A 17-year-old British adventurer was killed and four others, including a trip leader from Aberdeen, were injured by a polar bear that attacked their campsite in northern Norway.

Horatio Chapple, from Salisbury, was among 13 young explorers aged 16 to 23 camping on the Norwegian island of Svalbard during a British Schools Exploring Society (BSES) trip when the bear struck.

Leaders Andrew Ruck, a 27-year-old travel and mountaineering writer from Aberdeen, and Michael Reid, who was in his late twenties, were understood to have suffered head injuries while grappling with the creature near the Von Post glacier.

The Svalbard governor’s office said a group member shot the bear.

The society paid tribute to the Eton-educated victim as a “fine young man” who had planned to study medicine, adding: “By all accounts he would have made an excellent doctor.”

The group alerted the authorities by satellite phone and the injured were airlifted by helicopter to hospital 25 miles away in Longyearbyen, the island’s capital.

All the injured, which also included teenagers Patrick Flinders and Scott Smith, were expected to be flown to University Hospital in Tromso on the Norwegian mainland.

Patrick Flinders, 16, from the Channel Islands was said to be among those with “moderate to serious” skin injuries.

Brighton-born Mr Ruck has lived in Scotland for the past eight years and had carried out expeditions to the Alps, Spain, Morocco, India and South America.

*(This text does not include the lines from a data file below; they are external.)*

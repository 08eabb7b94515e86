//! Pointer and touch gesture tracking.
//!
//! Watchers are fed raw [`InputEvent`]s by the owner and report what happened as return values. A watcher
//! never holds callbacks, so dropping it detaches it.

use crate::geometry::is_in_circle;
use glam::DVec2;
use std::time::{Duration, Instant};
use tracing::trace;

pub type ElementId = u64;

/// Where an event was dispatched.
#[derive(Clone, Copy, Debug, PartialEq, Eq)]
pub enum EventTarget {
    /// Anywhere in the window, outside any tracked element.
    Window,
    Element(ElementId),
}

impl EventTarget {
    /// Whether a listener registered on `scope` receives events dispatched to `self`.
    pub fn is_within(&self, scope: EventTarget) -> bool {
        match scope {
            EventTarget::Window => true,
            EventTarget::Element(id) => *self == EventTarget::Element(id),
        }
    }
}

#[derive(Clone, Copy, Debug, PartialEq)]
pub struct Touch {
    pub identifier: i64,
    pub position: DVec2,
}

impl Touch {
    pub fn new(identifier: i64, x: f64, y: f64) -> Self {
        Self {
            identifier,
            position: DVec2::new(x, y),
        }
    }
}

#[derive(Clone, Debug, PartialEq)]
pub enum InputKind {
    MouseDown(DVec2),
    MouseMove(DVec2),
    MouseUp(DVec2),
    MouseEnter(DVec2),
    MouseLeave(DVec2),
    /// Carries the touches that changed in this event.
    TouchStart(Vec<Touch>),
    TouchMove(Vec<Touch>),
    TouchEnd(Vec<Touch>),
    TouchCancel(Vec<Touch>),
    ContextMenu,
}

#[derive(Clone, Debug, PartialEq)]
pub struct InputEvent {
    pub target: EventTarget,
    pub kind: InputKind,
}

/// Identity of a pointer across events.
#[derive(Clone, Copy, Debug, PartialEq, Eq, Hash)]
pub enum PointerId {
    Mouse,
    Touch(i64),
}

impl InputEvent {
    pub fn new(target: EventTarget, kind: InputKind) -> Self {
        Self { target, kind }
    }

    pub fn on_element(id: ElementId, kind: InputKind) -> Self {
        Self::new(EventTarget::Element(id), kind)
    }

    pub fn on_window(kind: InputKind) -> Self {
        Self::new(EventTarget::Window, kind)
    }

    pub fn is_mouse(&self) -> bool {
        matches!(
            self.kind,
            InputKind::MouseDown(_)
                | InputKind::MouseMove(_)
                | InputKind::MouseUp(_)
                | InputKind::MouseEnter(_)
                | InputKind::MouseLeave(_)
        )
    }

    /// Splits the event into one `(pointer, position)` entry per pointer it concerns.
    pub fn sub_events(&self) -> Vec<(PointerId, DVec2)> {
        match &self.kind {
            InputKind::MouseDown(p)
            | InputKind::MouseMove(p)
            | InputKind::MouseUp(p)
            | InputKind::MouseEnter(p)
            | InputKind::MouseLeave(p) => vec![(PointerId::Mouse, *p)],
            InputKind::TouchStart(touches)
            | InputKind::TouchMove(touches)
            | InputKind::TouchEnd(touches)
            | InputKind::TouchCancel(touches) => touches
                .iter()
                .map(|t| (PointerId::Touch(t.identifier), t.position))
                .collect(),
            InputKind::ContextMenu => Vec::new(),
        }
    }
}

/// What the host should do with the native event after the watchers saw it.
#[derive(Clone, Copy, Debug, Default, PartialEq, Eq)]
pub struct EventResponse {
    pub prevent_default: bool,
}

impl EventResponse {
    pub fn prevent_default() -> Self {
        Self {
            prevent_default: true,
        }
    }

    pub fn merge(self, other: EventResponse) -> EventResponse {
        EventResponse {
            prevent_default: self.prevent_default || other.prevent_default,
        }
    }
}

#[derive(Clone, Copy, Debug, PartialEq)]
pub enum DragEvent {
    Move(DVec2),
    End(DVec2),
}

/// Follows one pointer from press to release.
///
/// A mouse session listens globally, so the drag survives leaving the element. A touch session only
/// reacts to its own touch identifier within `scope`. The session reports a single `End` and goes quiet.
#[derive(Clone, Debug)]
pub struct DragSession {
    pointer: PointerId,
    scope: EventTarget,
    finished: bool,
}

impl DragSession {
    pub fn mouse() -> Self {
        Self {
            pointer: PointerId::Mouse,
            scope: EventTarget::Window,
            finished: false,
        }
    }

    pub fn touch(identifier: i64, scope: EventTarget) -> Self {
        Self {
            pointer: PointerId::Touch(identifier),
            scope,
            finished: false,
        }
    }

    pub fn pointer(&self) -> PointerId {
        self.pointer
    }

    pub fn is_finished(&self) -> bool {
        self.finished
    }

    pub fn handle_event(&mut self, event: &InputEvent) -> Option<DragEvent> {
        if self.finished {
            return None;
        }

        let result = match (self.pointer, &event.kind) {
            (PointerId::Mouse, InputKind::MouseMove(p)) => Some(DragEvent::Move(*p)),
            (PointerId::Mouse, InputKind::MouseUp(p)) => Some(DragEvent::End(*p)),
            (PointerId::Mouse, InputKind::MouseLeave(p)) if event.target == EventTarget::Window => {
                Some(DragEvent::End(*p))
            }
            (PointerId::Touch(id), InputKind::TouchMove(touches)) if event.target.is_within(self.scope) => {
                find_touch(touches, id).map(DragEvent::Move)
            }
            (PointerId::Touch(id), InputKind::TouchEnd(touches) | InputKind::TouchCancel(touches))
                if event.target.is_within(self.scope) =>
            {
                find_touch(touches, id).map(DragEvent::End)
            }
            _ => None,
        };

        if let Some(DragEvent::End(_)) = result {
            trace!(pointer = ?self.pointer, "drag session ended");
            self.finished = true;
        }
        result
    }
}

fn find_touch(touches: &[Touch], identifier: i64) -> Option<DVec2> {
    touches
        .iter()
        .find(|t| t.identifier == identifier)
        .map(|t| t.position)
}

#[derive(Clone, Copy, Debug, PartialEq)]
pub enum HoverEvent {
    Move(DVec2),
    End(DVec2),
}

/// Tracks at most one hovering pointer over an element.
#[derive(Clone, Debug)]
pub struct HoverWatcher {
    scope: EventTarget,
    hover_id: Option<PointerId>,
}

impl HoverWatcher {
    pub fn new(scope: EventTarget) -> Self {
        Self {
            scope,
            hover_id: None,
        }
    }

    pub fn hover_id(&self) -> Option<PointerId> {
        self.hover_id
    }

    /// `check_hover` decides per position whether it counts as hovering.
    pub fn handle_event(
        &mut self,
        event: &InputEvent,
        mut check_hover: impl FnMut(DVec2) -> bool,
    ) -> (Vec<HoverEvent>, EventResponse) {
        let mut events = Vec::new();
        let mut response = EventResponse::default();
        if !event.target.is_within(self.scope) {
            return (events, response);
        }

        match event.kind {
            InputKind::MouseEnter(_)
            | InputKind::MouseMove(_)
            | InputKind::TouchStart(_)
            | InputKind::TouchMove(_) => {
                for (id, position) in event.sub_events() {
                    if self.hover_id.is_none() || self.hover_id == Some(id) {
                        if check_hover(position) {
                            self.hover_id = Some(id);
                            events.push(HoverEvent::Move(position));
                        } else if self.hover_id.is_some() {
                            self.hover_id = None;
                            events.push(HoverEvent::End(position));
                        }
                    }
                }
            }
            InputKind::MouseLeave(_) | InputKind::TouchEnd(_) | InputKind::TouchCancel(_) => {
                for (id, position) in event.sub_events() {
                    if self.hover_id == Some(id) {
                        // Keeps touch devices from synthesizing a mouse hover that never ends
                        response.prevent_default = true;
                        self.hover_id = None;
                        events.push(HoverEvent::End(position));
                    }
                }
            }
            _ => {}
        }

        (events, response)
    }
}

#[derive(Clone, Copy, Debug, PartialEq, Eq)]
pub enum TapEvent {
    Short,
    Long,
}

pub const DEFAULT_LONG_TAP_TIME: Duration = Duration::from_millis(500);
pub const DEFAULT_MAX_TAP_DISTANCE: f64 = 10.0;

#[derive(Clone, Copy, Debug, PartialEq)]
enum TapState {
    Idle,
    Pressing {
        pointer: PointerId,
        start: DVec2,
        deadline: Instant,
    },
}

/// Tells short taps from long presses.
///
/// The long tap fires from [`LongTapWatcher::poll`], which the owner calls when
/// [`LongTapWatcher::deadline`] passes. Moving further than the tap distance abandons the tap silently.
#[derive(Clone, Debug)]
pub struct LongTapWatcher {
    scope: EventTarget,
    long_tap_time: Duration,
    max_tap_distance: f64,
    state: TapState,
}

impl LongTapWatcher {
    pub fn new(scope: EventTarget) -> Self {
        Self::with_limits(scope, DEFAULT_LONG_TAP_TIME, DEFAULT_MAX_TAP_DISTANCE)
    }

    pub fn with_limits(scope: EventTarget, long_tap_time: Duration, max_tap_distance: f64) -> Self {
        Self {
            scope,
            long_tap_time,
            max_tap_distance,
            state: TapState::Idle,
        }
    }

    pub fn is_pressing(&self) -> bool {
        matches!(self.state, TapState::Pressing { .. })
    }

    /// When the pending long tap fires, if a press is in progress.
    pub fn deadline(&self) -> Option<Instant> {
        match self.state {
            TapState::Pressing { deadline, .. } => Some(deadline),
            TapState::Idle => None,
        }
    }

    /// Fires the long tap once its deadline has passed.
    pub fn poll(&mut self, now: Instant) -> Option<TapEvent> {
        match self.state {
            TapState::Pressing { deadline, .. } if now >= deadline => {
                self.state = TapState::Idle;
                Some(TapEvent::Long)
            }
            _ => None,
        }
    }

    pub fn handle_event(&mut self, event: &InputEvent, now: Instant) -> (Option<TapEvent>, EventResponse) {
        // A timer that expired before this event was delivered wins over it.
        let expired = self.poll(now);
        let mut tap = None;
        let mut response = EventResponse::default();
        let in_scope = event.target.is_within(self.scope);
        let pressing_mouse = matches!(
            self.state,
            TapState::Pressing {
                pointer: PointerId::Mouse,
                ..
            }
        );

        match event.kind {
            InputKind::MouseDown(_) | InputKind::TouchStart(_) if in_scope => {
                for (pointer, position) in event.sub_events() {
                    self.state = TapState::Pressing {
                        pointer,
                        start: position,
                        deadline: now + self.long_tap_time,
                    };
                    if pointer == PointerId::Mouse {
                        response.prevent_default = true;
                    }
                }
            }
            InputKind::TouchMove(_) if in_scope => self.handle_move(event),
            InputKind::MouseMove(_) if pressing_mouse => self.handle_move(event),
            InputKind::TouchEnd(_) | InputKind::TouchCancel(_) if in_scope => {
                response.prevent_default = true;
                tap = self.handle_end(event);
            }
            InputKind::MouseUp(_) if pressing_mouse => {
                response.prevent_default = true;
                tap = self.handle_end(event);
            }
            // Suppresses the OS menu a long press would open
            InputKind::ContextMenu if in_scope => response.prevent_default = true,
            _ => {}
        }

        (expired.or(tap), response)
    }

    fn handle_move(&mut self, event: &InputEvent) {
        if let TapState::Pressing { pointer, start, .. } = self.state {
            for (id, position) in event.sub_events() {
                if id == pointer && !is_in_circle(position, start, self.max_tap_distance) {
                    self.state = TapState::Idle;
                    break;
                }
            }
        }
    }

    fn handle_end(&mut self, event: &InputEvent) -> Option<TapEvent> {
        if let TapState::Pressing { pointer, .. } = self.state {
            if event.sub_events().iter().any(|(id, _)| *id == pointer) {
                self.state = TapState::Idle;
                return Some(TapEvent::Short);
            }
        }
        None
    }

    pub fn cancel(&mut self) {
        self.state = TapState::Idle;
    }
}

The last of these formed the backdrop to his first book, Asi Es La Vida: An Unstructured Voyage of Discovery in South America, published by Pegasus.

They were all part of a party of around 80 on a trip organised by the BSES which was on a five-week Arctic expedition. The trip began on July 23 and was scheduled to run until August 28.

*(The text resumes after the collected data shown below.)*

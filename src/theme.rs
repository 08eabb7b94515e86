use eyre::{bail, eyre};
use gpui::{Hsla, Rgba};
use serde::{Deserialize, Deserializer, Serialize, Serializer};
use std::fmt;
use std::str::FromStr;

/// A 24-bit RGB color, `0xRRGGBB`.
#[derive(Clone, Copy, Debug, Default, PartialEq, Eq, Hash)]
pub struct Color(pub u32);

impl Color {
    pub const BLACK: Color = Color(0x000000);
    pub const WHITE: Color = Color(0xffffff);

    pub fn r(&self) -> u8 {
        ((self.0 >> 16) & 0xff) as u8
    }

    pub fn g(&self) -> u8 {
        ((self.0 >> 8) & 0xff) as u8
    }

    pub fn b(&self) -> u8 {
        (self.0 & 0xff) as u8
    }

    pub fn to_rgba(&self, opacity: f32) -> Rgba {
        Rgba {
            r: self.r() as f32 / 255.0,
            g: self.g() as f32 / 255.0,
            b: self.b() as f32 / 255.0,
            a: opacity.clamp(0.0, 1.0),
        }
    }

    pub fn to_hsla(&self, opacity: f32) -> Hsla {
        Hsla::from(self.to_rgba(opacity))
    }

    /// CSS notation, `rgba(18,52,86,0.5)`.
    pub fn to_css(&self, opacity: f64) -> String {
        format!("rgba({},{},{},{})", self.r(), self.g(), self.b(), opacity)
    }
}

impl fmt::Display for Color {
    fn fmt(&self, f: &mut fmt::Formatter<'_>) -> fmt::Result {
        write!(f, "#{:06x}", self.0 & 0xffffff)
    }
}

impl FromStr for Color {
    type Err = eyre::Report;

    /// Accepts `#rrggbb`, `#rgb`, `rgb(r, g, b)` and `rgba(r, g, b, a)`. The alpha is dropped.
    fn from_str(s: &str) -> eyre::Result<Self> {
        parse_color(s).map(|(color, _)| color)
    }
}

/// Parses a CSS-like color string into the color and its opacity.
pub fn parse_color(s: &str) -> eyre::Result<(Color, f64)> {
    let s = s.trim();
    if let Some(hex) = s.strip_prefix('#') {
        let value = u32::from_str_radix(hex, 16).map_err(|e| eyre!("invalid hex color {s:?}: {e}"))?;
        return match hex.len() {
            6 => Ok((Color(value), 1.0)),
            3 => {
                let (r, g, b) = ((value >> 8) & 0xf, (value >> 4) & 0xf, value & 0xf);
                Ok((Color((r * 0x11) << 16 | (g * 0x11) << 8 | b * 0x11), 1.0))
            }
            _ => bail!("invalid hex color {s:?}"),
        };
    }

    let lower = s.to_ascii_lowercase();
    let body = lower
        .strip_prefix("rgba(")
        .or_else(|| lower.strip_prefix("rgb("))
        .and_then(|rest| rest.strip_suffix(')'))
        .ok_or_else(|| eyre!("unsupported color {s:?}"))?;

    let parts: Vec<&str> = body.split(',').map(str::trim).collect();
    if parts.len() < 3 || parts.len() > 4 {
        bail!("unsupported color {s:?}");
    }
    let mut channels = [0u32; 3];
    for (channel, part) in channels.iter_mut().zip(&parts) {
        let value: u32 = part.parse().map_err(|e| eyre!("invalid color channel {part:?}: {e}"))?;
        if value > 255 {
            bail!("color channel {value} out of range");
        }
        *channel = value;
    }
    let opacity = match parts.get(3) {
        Some(alpha) => alpha.parse::<f64>().map_err(|e| eyre!("invalid alpha {alpha:?}: {e}"))?,
        None => 1.0,
    };
    Ok((Color(channels[0] << 16 | channels[1] << 8 | channels[2]), opacity))
}

impl From<u32> for Color {
    fn from(value: u32) -> Self {
        Color(value & 0xffffff)
    }
}

impl Serialize for Color {
    fn serialize<S: Serializer>(&self, serializer: S) -> Result<S::Ok, S::Error> {
        serializer.serialize_str(&self.to_string())
    }
}

impl<'de> Deserialize<'de> for Color {
    fn deserialize<D: Deserializer<'de>>(deserializer: D) -> Result<Self, D::Error> {
        #[derive(Deserialize)]
        #[serde(untagged)]
        enum Repr {
            Number(u32),
            Text(String),
        }

        match Repr::deserialize(deserializer)? {
            Repr::Number(value) => Ok(Color::from(value)),
            Repr::Text(text) => text.parse().map_err(serde::de::Error::custom),
        }
    }
}

/// Line colors handed out to series in order.
pub const PALETTE: [Color; 12] = [
    Color(0x699ace),
    Color(0xdf8244),
    Color(0xa5a5a5),
    Color(0xf6c143),
    Color(0x4d74bf),
    Color(0x7ea954),
    Color(0x335e8d),
    Color(0x944c20),
    Color(0x636365),
    Color(0x947424),
    Color(0x2a4287),
    Color(0x4b6633),
];

pub fn palette_color(index: usize) -> Color {
    PALETTE[index % PALETTE.len()]
}

#[derive(Clone, Copy, Debug, Default, PartialEq, Eq, Serialize, Deserialize)]
#[serde(rename_all = "lowercase")]
pub enum FontWeight {
    #[default]
    Regular,
    Bold,
}

/// Plot area layout, in logical pixels.
#[derive(Clone, Debug, PartialEq, Serialize, Deserialize)]
#[serde(default)]
pub struct LayoutStyle {
    pub side_padding: f64,
    pub main_top_margin: f64,
    pub main_fade_height: f64,
    pub main_lines_top_margin: f64,
    pub main_lines_bottom_margin: f64,
    pub main_line_width: f64,
    pub line_pointer_radius: f64,
}

impl Default for LayoutStyle {
    fn default() -> Self {
        Self {
            side_padding: 12.0,
            main_top_margin: 0.0,
            main_fade_height: 16.0,
            main_lines_top_margin: 18.0,
            main_lines_bottom_margin: 35.0,
            main_line_width: 2.0,
            line_pointer_radius: 4.0,
        }
    }
}

#[derive(Clone, Debug, PartialEq, Serialize, Deserialize)]
#[serde(default)]
pub struct MapStyle {
    pub height: f64,
    pub bottom: f64,
    pub corner_radius: f64,
    pub line_width: f64,
    pub lines_horizontal_margin: f64,
    pub lines_vertical_margin: f64,
}

impl Default for MapStyle {
    fn default() -> Self {
        Self {
            height: 40.0,
            bottom: 1.0,
            corner_radius: 5.0,
            line_width: 1.0,
            lines_horizontal_margin: 1.0,
            lines_vertical_margin: 4.0 / 3.0,
        }
    }
}

#[derive(Clone, Debug, PartialEq, Serialize, Deserialize)]
#[serde(default)]
pub struct SelectorStyle {
    pub outside_color: Color,
    pub outside_opacity: f64,
    pub border_color: Color,
    pub border_corner_radius: f64,
    pub vertical_padding: f64,
    pub grip_width: f64,
    pub notch_color: Color,
    pub notch_width: f64,
    pub notch_height: f64,
    pub notch_corner_radius: f64,
}

impl Default for SelectorStyle {
    fn default() -> Self {
        Self {
            outside_color: Color(0xe2eef9),
            outside_opacity: 0.6,
            border_color: Color(0xc0d1e1),
            border_corner_radius: 6.0,
            vertical_padding: -1.0,
            grip_width: 10.0,
            notch_color: Color::WHITE,
            notch_width: 2.0,
            notch_height: 10.0,
            notch_corner_radius: 1.0,
        }
    }
}

#[derive(Clone, Debug, PartialEq, Serialize, Deserialize)]
#[serde(default)]
pub struct ScaleStyle {
    pub line_color: Color,
    pub line_opacity: f64,
    pub line_width: f64,
    pub label_color: Color,
    pub label_font_size: f64,
    pub index_label_margin: f64,
    pub value_label_margin: f64,
    pub min_space_for_notch: f64,
    pub max_value_notch_count: f64,
}

impl Default for ScaleStyle {
    fn default() -> Self {
        Self {
            line_color: Color(0x182d3b),
            line_opacity: 0.1,
            line_width: 1.0,
            label_color: Color(0x8e8e93),
            label_font_size: 11.0,
            index_label_margin: 8.0,
            value_label_margin: 4.0,
            min_space_for_notch: 70.0,
            max_value_notch_count: 10.0,
        }
    }
}

#[derive(Clone, Debug, PartialEq, Serialize, Deserialize)]
#[serde(default)]
pub struct PopupStyle {
    pub x_margin: f64,
    pub min_distance_to_edge: f64,
    pub y: f64,
    pub side_padding: f64,
    pub corner_radius: f64,
    pub header_prefix: String,
    pub header_font_size: f64,
    pub header_font_weight: FontWeight,
    pub header_baseline_y: f64,
    pub first_row_baseline_y: f64,
    pub row_height: f64,
    pub bottom_padding: f64,
    pub font_size: f64,
    pub font_weight: FontWeight,
    pub value_font_weight: FontWeight,
    pub background_color: Color,
    pub shadow_color: Color,
    pub shadow_opacity: f64,
    pub shadow_x_offset: f64,
    pub shadow_y_offset: f64,
    pub shadow_blur: f64,
    pub missing_value_text: String,
}

impl Default for PopupStyle {
    fn default() -> Self {
        Self {
            x_margin: 22.0,
            min_distance_to_edge: 5.0,
            y: 53.0,
            side_padding: 12.0,
            corner_radius: 10.0,
            header_prefix: "Sample #".to_string(),
            header_font_size: 13.0,
            header_font_weight: FontWeight::Bold,
            header_baseline_y: 20.0,
            first_row_baseline_y: 41.0,
            row_height: 21.0,
            bottom_padding: 13.0,
            font_size: 13.0,
            font_weight: FontWeight::Regular,
            value_font_weight: FontWeight::Regular,
            background_color: Color::WHITE,
            shadow_color: Color::BLACK,
            shadow_opacity: 0.2,
            shadow_x_offset: 0.0,
            shadow_y_offset: 1.0,
            shadow_blur: 3.0,
            missing_value_text: "-".to_string(),
        }
    }
}

/// Everything the drawers need to know about the look of a chart.
///
/// Built once by the host and handed to the chart as an immutable value.
#[derive(Clone, Debug, PartialEq, Serialize, Deserialize)]
#[serde(default)]
pub struct ChartTheme {
    pub font_family: String,
    pub text_color: Color,
    pub background_color: Color,
    pub layout: LayoutStyle,
    pub map: MapStyle,
    pub selector: SelectorStyle,
    pub scale: ScaleStyle,
    pub popup: PopupStyle,
}

impl Default for ChartTheme {
    fn default() -> Self {
        Self {
            font_family: ".SystemUIFont".to_string(),
            text_color: Color(0x222222),
            background_color: Color::WHITE,
            layout: LayoutStyle::default(),
            map: MapStyle::default(),
            selector: SelectorStyle::default(),
            scale: ScaleStyle::default(),
            popup: PopupStyle::default(),
        }
    }
}

impl ChartTheme {
    /// Rejects themes the drawers cannot render with.
    pub fn validate(&self) -> eyre::Result<()> {
        if self.font_family.trim().is_empty() {
            bail!("theme font family is empty");
        }

        let positive = [
            ("map.height", self.map.height),
            ("scale.label_font_size", self.scale.label_font_size),
            ("scale.min_space_for_notch", self.scale.min_space_for_notch),
            ("scale.max_value_notch_count", self.scale.max_value_notch_count),
            ("popup.font_size", self.popup.font_size),
            ("popup.header_font_size", self.popup.header_font_size),
        ];
        for (name, value) in positive {
            if !value.is_finite() || value <= 0.0 {
                bail!("theme metric {name} must be positive, got {value}");
            }
        }

        let finite = [
            ("layout.side_padding", self.layout.side_padding),
            ("layout.main_top_margin", self.layout.main_top_margin),
            ("layout.main_lines_top_margin", self.layout.main_lines_top_margin),
            ("layout.main_lines_bottom_margin", self.layout.main_lines_bottom_margin),
            ("selector.vertical_padding", self.selector.vertical_padding),
            ("popup.shadow_blur", self.popup.shadow_blur),
        ];
        for (name, value) in finite {
            if !value.is_finite() {
                bail!("theme metric {name} must be finite, got {value}");
            }
        }
        Ok(())
    }
}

Students on the £2900 expedition were told they would “venture into the untouched beauty and wilderness of Svalbard”.

Liv Asta Odegaard, a spokeswoman for the governor of Svalbard, said campers in the area normally lay down a trip wire around tents when they go to sleep, which sets off an emergency rocket if it is crossed by an animal, but she was unsure whether the British campers’ wire had worked properly.

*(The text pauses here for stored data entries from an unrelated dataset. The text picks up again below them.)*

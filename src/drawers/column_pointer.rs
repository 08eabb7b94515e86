//! Markers of the hovered column: a vertical line and a circle on every line.

use crate::canvas::Canvas;
use crate::data_types::LineSet;
use crate::geometry::Rect;
use crate::scales::ChartScale;
use crate::theme::ChartTheme;
use crate::utils::series::interpolate_linear;
use glam::DVec2;

#[derive(Clone, Copy, Debug, PartialEq)]
pub struct PointerLineOptions {
    pub x: f64,
    pub y: f64,
    pub height: f64,
    pub opacity: f64,
    pub draw_from_x: f64,
    pub draw_to_x: f64,
    pub pixel_ratio: f64,
}

pub fn draw_pointer_line(canvas: &mut dyn Canvas, theme: &ChartTheme, options: &PointerLineOptions) {
    if options.opacity <= 0.0 {
        return;
    }

    let style = &theme.scale;
    let line_width = style.line_width * options.pixel_ratio;
    let line_x = (options.x - line_width / 2.0).round();
    if line_x + line_width <= options.draw_from_x || line_x >= options.draw_to_x {
        return;
    }

    canvas.fill_rect(
        Rect::new(line_x, options.y, line_width, options.height),
        style.line_color,
        style.line_opacity * options.opacity,
    );
}

/// `index` may be fractional, the values are interpolated then. `[from_y, to_y]` maps to
/// `[from_value, to_value]`.
#[derive(Clone, Debug, PartialEq)]
pub struct PointerCirclesOptions {
    pub lines: LineSet,
    pub line_opacities: Vec<f64>,
    pub x: f64,
    pub index: f64,
    pub opacity: f64,
    pub from_y: f64,
    pub to_y: f64,
    pub from_value: f64,
    pub to_value: f64,
    pub draw_from_x: f64,
    pub draw_to_x: f64,
    pub pixel_ratio: f64,
}

pub fn draw_pointer_circles(canvas: &mut dyn Canvas, theme: &ChartTheme, options: &PointerCirclesOptions) {
    if options.opacity <= 0.0 || options.from_value == options.to_value {
        return;
    }

    let radius = theme.layout.line_pointer_radius * options.pixel_ratio;
    let border_width = theme.layout.main_line_width * options.pixel_ratio;
    let x = options.x.round();
    if x + radius + border_width / 2.0 <= options.draw_from_x
        || x - radius - border_width / 2.0 >= options.draw_to_x
    {
        return;
    }

    let value_scale = ChartScale::new_linear(
        (options.from_value, options.to_value),
        (options.from_y, options.to_y),
    );
    let scale = 0.3 + options.opacity * 0.7;

    // Backwards so the first line ends up on top
    for (key, line) in options.lines.iter().enumerate().rev() {
        let Some(value) = interpolate_linear(&line.values, options.index) else {
            continue;
        };
        if value.is_nan() {
            continue;
        }
        let line_opacity = options.line_opacities.get(key).copied().unwrap_or(0.0) * options.opacity;
        let y = value_scale.map(value);
        canvas.circle(
            DVec2::new(x, y),
            radius * scale,
            (theme.background_color, line_opacity),
            (line.color, line_opacity),
            border_width,
        );
    }
}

“It is not unusual to camp here, but it is necessary to carry weapons,” she said, adding that police are investigating.

Teenager Kyle Gouveia, who was on the expedition, said the group was given shooting practice on the second day of the trip in case a polar bear attacked.

They also took on “bear watches” at their base camp in Svarlbard and practised using “bear flares”, said the 17-year-old.

He said: “Everyone is trying to contact everyone and it’s quite busy. And obviously because they are in such a remote area they are quite hard to be contacted.”

Expedition member Marcus Wright had written on a website: “I think we must have all dreamed of polar bears because the next day we were eagerly waiting for the ice floes to break up so we could move on to base camp.

“There was a P.bear sighting across the fjord about a mile away. We encountered another P.bear floating on the ice. This time we were lucky enough to borrow a kind Norwegian guide’s telescope to see it properly. After that experience I can say for sure that everyone dreamed of P.bears that night.”

Svalbard’s vice-governor, Lars Erik Alfheim, said: “After we got the call, we sent helicopters as fast as we could. We found serious injuries.”

The group camp by the southern edge of the glacier, 400 miles to the north of the country.

Polar bear researcher John Aars, of Norwegian Polarinsitutt, says he has not heard of a region where polar bears attack so many people.

Local restaurant manager Sandra Swresser said: “It’s very sad. I can only suppose the bear attacked them because it was looking for food.”